Bücher online kostenlos Kostenlos Online Lesen
Todeshunger

Todeshunger

Titel: Todeshunger
Autoren: David Moody
Vom Netzwerk:
I
    D ie Ursachen für den Hass (wie er auf beiden Seiten der ungeraden Frontverlaufslinie genannt wird) waren irrelevant. Ganz am Anfang, als die Zweifler gezwungenermaßen einsehen mussten, dass tatsächlich etwas passierte und die Probleme sich nicht nur auf eine Handvoll von den Medien aufgewiegelte Nachahmungstäter zurückführen ließen, ging man mit den üblichen haltlosen Erklärungen an die Öffentlichkeit: Wissenschaftler hatten in einem Labor etwas vermasselt, es handelte sich um eine Laune der Evolution, einen Virus, einen terroristischen Angriff, Außerirdische oder Schlimmeres … Das Wesentliche war, wie die Leute schnell einsehen mussten: Es spielte keine Rolle. Man konnte so viel Quatsch und Hypothesen verbreiten, wie man wollte – es schadete nicht, aber es nützte auch nichts. Binnen weniger Tage sah der wohlmeinende Teil der Bevölkerung schließlich ein, dass die Kacke tatsächlich am Dampfen war, und zwar so richtig, und da redete niemand mehr über die Ursache für den Hass. Kaum jemand verschwendete auch nur noch einen Gedanken daran. Für den nicht-hassenden Teil der Bevölkerung ging es nur noch ums nackte Überleben. Und die so genannten Hasser? Das eine Drittel der Bevölkerung, das sich tatsächlich verwandelt hatte? Diese bislang »normalen«, die unvermittelt und ohne Vorwarnung zu brutalen und gnadenlosen Killern geworden waren?
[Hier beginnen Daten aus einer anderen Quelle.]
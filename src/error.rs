use std::path::PathBuf;

use thiserror::Error;

use crate::common::Format;

/// Failure reported by an imaging backend while reading a volume or writing a slice.
#[derive(Debug, Error)]
pub enum BackendError {
    #[error("NIfTI error: {0}")]
    Nifti(#[from] nifti::error::NiftiError),

    #[error("DICOM error: {0}")]
    Dicom(#[source] Box<dyn std::error::Error + Send + Sync>),

    #[error("Image error: {0}")]
    Image(#[from] image::ImageError),

    #[error("IO error: {0}")]
    Io(#[from] std::io::Error),

    #[error("Unsupported volume shape {0:?}")]
    Shape(Vec<usize>),

    #[error("Multi-sample images are not supported ({0} samples per pixel)")]
    SamplesPerPixel(u16),

    #[error("Cannot handle {0} data")]
    UnsupportedFormat(Format),
}

impl BackendError {
    pub(crate) fn dicom<E>(err: E) -> Self
    where
        E: std::error::Error + Send + Sync + 'static,
    {
        BackendError::Dicom(Box::new(err))
    }
}

#[derive(Debug, Error)]
pub enum ConvertError {
    #[error("Could not decode volume from {}", path.display())]
    Decode {
        path: PathBuf,
        #[source]
        source: BackendError,
    },

    #[error("Could not write slice {index} to {}", path.display())]
    Encode {
        index: usize,
        path: PathBuf,
        #[source]
        source: BackendError,
    },

    #[error("Output path {} exists and is not a directory", path.display())]
    NotADirectory { path: PathBuf },

    #[error("Could not create output directory {}", path.display())]
    CreateDir {
        path: PathBuf,
        #[source]
        source: std::io::Error,
    },

    #[error("Generated {actual} slice names for a volume of depth {expected}")]
    SliceCount { expected: usize, actual: usize },

    #[error("Volume has no slices")]
    EmptyVolume,

    #[error("Cannot write a slice series in {0} format")]
    UnsupportedTarget(Format),
}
Deren einziges Sinnen und Trachten war es, jeden einzelnen der Unveränderten (wie sie
den Feind bezeichneten) zu vernichten, bis keiner mehr am Leben war.
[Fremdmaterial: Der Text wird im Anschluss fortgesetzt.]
//! NIfTI volumes in, single-slice NIfTI files out.
//!
//! NIfTI affines map voxels to RAS space while [`Volume`] geometry lives in
//! LPS, so the x and y components flip sign in both directions.

use nalgebra::{Matrix3, Matrix4, RowVector3, Vector3};
use ndarray::{Array3, ArrayD, Axis, Ix3};
use nifti::writer::WriterOptions;
use nifti::{IntoNdArray, NiftiHeader, NiftiObject, ReaderOptions};
use std::path::Path;
use tracing::debug;

use crate::common::{Slice, Volume};
use crate::convert::{SeriesGeometry, SeriesMetadata};
use crate::error::BackendError;

/// NIFTI_XFORM_SCANNER_ANAT
const XFORM_SCANNER_ANAT: i16 = 1;

pub fn read_volume(path: &Path) -> Result<Volume, BackendError> {
    let obj = ReaderOptions::new().read_file(path)?;
    // gather header information
    let header = obj.header().clone();
    let img = obj.into_volume().into_ndarray::<f64>()?;
    let img = into_3d(img)?;

    let (origin, spacing, direction) = lps_geometry(&header);
    debug!(
        "Read {:?} NIfTI volume from {}",
        img.shape(),
        path.display()
    );

    let data = img.mapv(|v| v.round().clamp(i16::MIN as f64, i16::MAX as f64) as i16);
    Ok(Volume::new(data, origin, spacing, direction))
}

/// Pads 1D/2D images with singleton axes and drops trailing singleton
/// dimensions past the third.
fn into_3d(mut img: ArrayD<f64>) -> Result<Array3<f64>, BackendError> {
    while img.ndim() > 3 && img.shape()[img.ndim() - 1] == 1 {
        let last = img.ndim() - 1;
        img = img.index_axis_move(Axis(last), 0);
    }
    while img.ndim() < 3 {
        let next = img.ndim();
        img = img.insert_axis(Axis(next));
    }
    let shape = img.shape().to_vec();
    img.into_dimensionality::<Ix3>()
        .map_err(|_| BackendError::Shape(shape))
}

fn lps_geometry(header: &NiftiHeader) -> (Vector3<f64>, Vector3<f64>, Matrix3<f64>) {
    let affine = header.affine::<f64>();
    let mut direction = Matrix3::identity();
    let mut spacing = Vector3::repeat(1.0);
    for j in 0..3 {
        let column = Vector3::new(affine[(0, j)], affine[(1, j)], affine[(2, j)]);
        let norm = column.norm();
        if norm > 0.0 {
            spacing[j] = norm;
            let unit = column / norm;
            direction.set_row(j, &RowVector3::new(-unit[0], -unit[1], unit[2]));
        } else if header.pixdim[j + 1] > 0.0 {
            spacing[j] = header.pixdim[j + 1] as f64;
        }
    }
    let origin = Vector3::new(-affine[(0, 3)], -affine[(1, 3)], affine[(2, 3)]);
    (origin, spacing, direction)
}

/// Voxel to RAS affine of a series, translated to `position` (LPS).
fn ras_affine(geometry: &SeriesGeometry, position: &Vector3<f64>) -> Matrix4<f64> {
    let mut affine = Matrix4::identity();
    for j in 0..3 {
        let axis = geometry.direction.row(j) * geometry.spacing[j];
        affine[(0, j)] = -axis[0];
        affine[(1, j)] = -axis[1];
        affine[(2, j)] = axis[2];
    }
    affine[(0, 3)] = -position[0];
    affine[(1, 3)] = -position[1];
    affine[(2, 3)] = position[2];
    affine
}

/// Saves one slice as a `(columns, rows, 1)` NIfTI volume placed at its
/// position in the series.
pub fn write_slice(
    slice: &Slice,
    metadata: &SeriesMetadata,
    path: &Path,
) -> Result<(), BackendError> {
    let geometry = &metadata.geometry;
    let position = geometry.slice_position(slice.index);

    let mut slice_header = NiftiHeader {
        scl_slope: 1.0,
        scl_inter: 0.0,
        ..NiftiHeader::default()
    };
    slice_header.set_affine(&ras_affine(geometry, &position));
    slice_header.sform_code = XFORM_SCANNER_ANAT;
    slice_header.qform_code = XFORM_SCANNER_ANAT;
    for j in 0..3 {
        slice_header.pixdim[j + 1] = geometry.spacing[j] as f32;
    }

    // add back the slicing axis
    let data = Array3::from_shape_fn((slice.columns(), slice.rows(), 1), |(x, y, _)| {
        slice.plane[[y, x]]
    });

    WriterOptions::new(path)
        .reference_header(&slice_header)
        .write_nifti(&data)?;
    Ok(())
}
    Bevor es tatsächlich geschah, hatte man, wie in den meisten apokalyptischen Filmen und Büchern zu sehen oder nachzulesen, gemeinhin angenommen, dass die Bevölkerung als Ganzes sich entweder erheben und zusammenstehen oder aber in Deckung gehen würde, wenn deutlich wurde, dass etwas von Armageddon-ähnlichen Dimensionen am Horizont heraufzog. Doch es kam anders. Ob es daran lag, dass die meisten schlicht und einfach beschlossen, aus Angst oder Blindheit die Köpfe in den Sand zu stecken, bis es zu spät war, oder ob es nur die störrische Weigerung war, das eigene Heim mit seinem materiellen Besitz und der täglichen Routine zu verlassen, wusste niemand. Und niemand scherte sich darum. Ein Zyniker hätte davon ausgehen können, dass die Auswirkungen des Hasses durch eine an sich übellaunige, misstrauische, egoistische und durch und durch habgierige Gesellschaft maskiert worden wären, doch die exakten Gründe für die ausbleibende Reaktion der Gesellschaft waren weder klar noch wichtig. Wesentlich ist, dass Ausmaß und Bedeutung der Ereignisse erst erkannt wurden, als es längst zu spät und die Folgen verheerend waren. Es handelte sich, wie schmerzhaft deutlich wurde, um keinen gewöhnlichen Krieg.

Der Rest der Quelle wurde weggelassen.